TASK OBJECTIVE - In the listing below, look for "collect" and copy every line that has it.
── SUPPLIED INFORMATION ──
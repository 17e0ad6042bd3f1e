use knit_ast::{
  ast::*,
  codegen::{print_expr, CodegenOptions},
  visit::Visit,
  Atom, SymbolId, SymbolKind,
};
use knit_common::{ImportKind, ModuleId, ParsedModule};
use pretty_assertions::assert_eq;

use super::parse;

fn parse_ok(source: &str) -> ParsedModule {
  parse(&ModuleId::new("/project/entry.js"), source).unwrap()
}

fn parse_err(source: &str) -> String {
  parse(&ModuleId::new("/project/entry.js"), source)
    .unwrap_err()
    .message("/project")
}

#[derive(Default)]
struct References(Vec<(Atom, Option<SymbolId>)>);

impl Visit for References {
  fn visit_ident(&mut self, ident: &Ident) {
    self.0.push((ident.name.clone(), ident.symbol));
  }
}

fn references(module: &ParsedModule) -> Vec<(Atom, Option<SymbolId>)> {
  let mut refs = References::default();
  refs.visit_program(&module.program);
  refs.0
}

fn declared(module: &ParsedModule, name: &str) -> Vec<(SymbolId, SymbolKind)> {
  module
    .symbols
    .symbols
    .iter_enumerated()
    .filter(|(_, decl)| decl.name.as_str() == name)
    .map(|(id, decl)| (id, decl.kind))
    .collect()
}

fn first_expr(module: &ParsedModule) -> &Expr {
  match &module.program.body[0] {
    Stmt::Expr(stmt) => &stmt.expr,
    other => panic!("expected an expression statement, got {other:?}"),
  }
}

#[test]
fn references_bind_to_the_nearest_declaration() {
  let module = parse_ok(
    "
    let a = 1;
    function f(a) { return a + g(); }
    function g() { return a; }
    ",
  );
  let decls = declared(&module, "a");
  assert_eq!(decls.len(), 2);
  let (outer, param) = (decls[0].0, decls[1].0);
  assert_eq!(decls[1].1, SymbolKind::Hoisted);

  let refs = references(&module);
  let a_refs = refs
    .iter()
    .filter(|(name, _)| name.as_str() == "a")
    .map(|(_, symbol)| *symbol)
    .collect::<Vec<_>>();
  assert_eq!(a_refs, vec![Some(param), Some(outer)]);
  // `g` is called before its declaration.
  let g = declared(&module, "g")[0].0;
  assert!(refs.contains(&(Atom::from("g"), Some(g))));
}

#[test]
fn globals_stay_unbound() {
  let module = parse_ok("console.log(window.x, exports);");
  let refs = references(&module);
  assert!(refs.iter().all(|(_, symbol)| symbol.is_none()));
  assert_eq!(
    refs.iter().map(|(name, _)| name.as_str()).collect::<Vec<_>>(),
    vec!["console", "window", "exports"]
  );
}

#[test]
fn var_hoists_out_of_blocks_and_let_does_not() {
  let module = parse_ok(
    "
    { var a = 1; let b = 2; }
    a; b;
    ",
  );
  let a = declared(&module, "a")[0].0;
  assert!(module.symbols.is_top_level(a));
  let b = declared(&module, "b")[0].0;
  assert!(!module.symbols.is_top_level(b));

  let refs = references(&module);
  assert_eq!(refs, vec![(Atom::from("a"), Some(a)), (Atom::from("b"), None)]);
}

#[test]
fn import_records_in_source_order() {
  let module = parse_ok(
    "
    import def, { x as y } from './a';
    export * from './b';
    const c = require('./c');
    import('./d');
    import(dynamic);
    ",
  );
  let records = module
    .import_records
    .iter()
    .map(|record| (record.specifier.as_str(), record.kind))
    .collect::<Vec<_>>();
  assert_eq!(
    records,
    vec![
      ("./a", ImportKind::Static),
      ("./b", ImportKind::Static),
      ("./c", ImportKind::Require),
      ("./d", ImportKind::DynamicImport),
    ]
  );
  assert_eq!(declared(&module, "def")[0].1, SymbolKind::Import);
  assert_eq!(declared(&module, "y")[0].1, SymbolKind::Import);
}

#[test]
fn local_require_is_a_plain_call() {
  let module = parse_ok(
    "
    function load(require) { return require('./x'); }
    ",
  );
  assert!(module.import_records.is_empty());
}

#[test]
fn reexported_names_are_hidden_from_references() {
  let module = parse_ok(
    "
    export { x } from './a';
    export * as ns from './b';
    x; ns;
    ",
  );
  let refs = references(&module);
  assert_eq!(refs, vec![(Atom::from("x"), None), (Atom::from("ns"), None)]);
}

#[test]
fn default_export_names() {
  let module = parse_ok("export default 1 + 2;");
  let Stmt::ExportDefault(decl) = &module.program.body[0] else {
    panic!("expected a default export");
  };
  assert_eq!(decl.local.name.as_str(), "entry_default");
  assert!(decl.local.symbol.is_some());

  let module = parse_ok("export default function main() {}");
  let Stmt::ExportDefault(decl) = &module.program.body[0] else {
    panic!("expected a default export");
  };
  assert_eq!(decl.local.name.as_str(), "main");
}

#[test]
fn direct_eval_marks_its_scope() {
  let module = parse_ok(
    "
    function f() { eval('x'); }
    function g() { const eval = h; eval('x'); }
    ",
  );
  let flagged = module
    .symbols
    .scopes
    .iter()
    .filter(|scope| scope.has_direct_eval)
    .count();
  assert_eq!(flagged, 1);
}

#[test]
fn operator_precedence() {
  let print = |source: &str| print_expr(first_expr(&parse_ok(source)), CodegenOptions::default());
  assert_eq!(print("a + b * c;"), "a + b * c");
  assert_eq!(print("(a + b) * c;"), "(a + b) * c");
  assert_eq!(print("a ? b : c ? d : e;"), "a ? b : c ? d : e");
  assert_eq!(print("x = y = z;"), "x = y = z");
}

#[test]
fn arrows_and_annotations() {
  let module = parse_ok(
    "
    const f = /* @__NO_SIDE_EFFECTS__ */ (a, b) => a + b;
    const g = async x => { await x; };
    /* @__PURE__ */ make();
    ",
  );
  let init = |idx: usize| match &module.program.body[idx] {
    Stmt::Var(decl) => decl.decls[0].init.clone(),
    _ => None,
  };
  let Some(Expr::Arrow(f)) = init(0) else {
    panic!("expected an arrow");
  };
  assert!(f.no_side_effects);
  assert_eq!(f.params.len(), 2);
  let Some(Expr::Arrow(g)) = init(1) else {
    panic!("expected an arrow");
  };
  assert!(g.is_async);
  let Stmt::Expr(stmt) = &module.program.body[2] else {
    panic!("expected a call");
  };
  assert!(matches!(&stmt.expr, Expr::Call(call) if call.is_pure));
}

#[test]
fn destructuring_assignment_targets() {
  let module = parse_ok("let a, b; [a, { b = 1 }] = pair;");
  let Stmt::Expr(stmt) = &module.program.body[1] else {
    panic!("expected an assignment");
  };
  let Expr::Assign(assign) = &stmt.expr else {
    panic!("expected an assignment");
  };
  let AssignTarget::Pat(pat) = &assign.target else {
    panic!("expected a pattern target");
  };
  let mut bound = vec![];
  pat.for_each_ident(&mut |ident| bound.push((ident.name.clone(), ident.symbol)));
  assert_eq!(
    bound,
    vec![
      (Atom::from("a"), Some(declared(&module, "a")[0].0)),
      (Atom::from("b"), Some(declared(&module, "b")[0].0)),
    ]
  );
}

#[test]
fn syntax_errors() {
  assert_eq!(
    parse_err("const = 1;"),
    "Expected identifier but found \"=\""
  );
  assert_eq!(
    parse_err("a?.b"),
    "Optional chaining is not supported"
  );
  assert_eq!(
    parse_err("const s = `x`;"),
    "Template literals are not supported"
  );
}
───
EXERCISE RESPONSE -
    .collect()
    .collect::<Vec<_>>();
    refs.iter().map(|(name, _)| name.as_str()).collect::<Vec<_>>(),
    .collect::<Vec<_>>();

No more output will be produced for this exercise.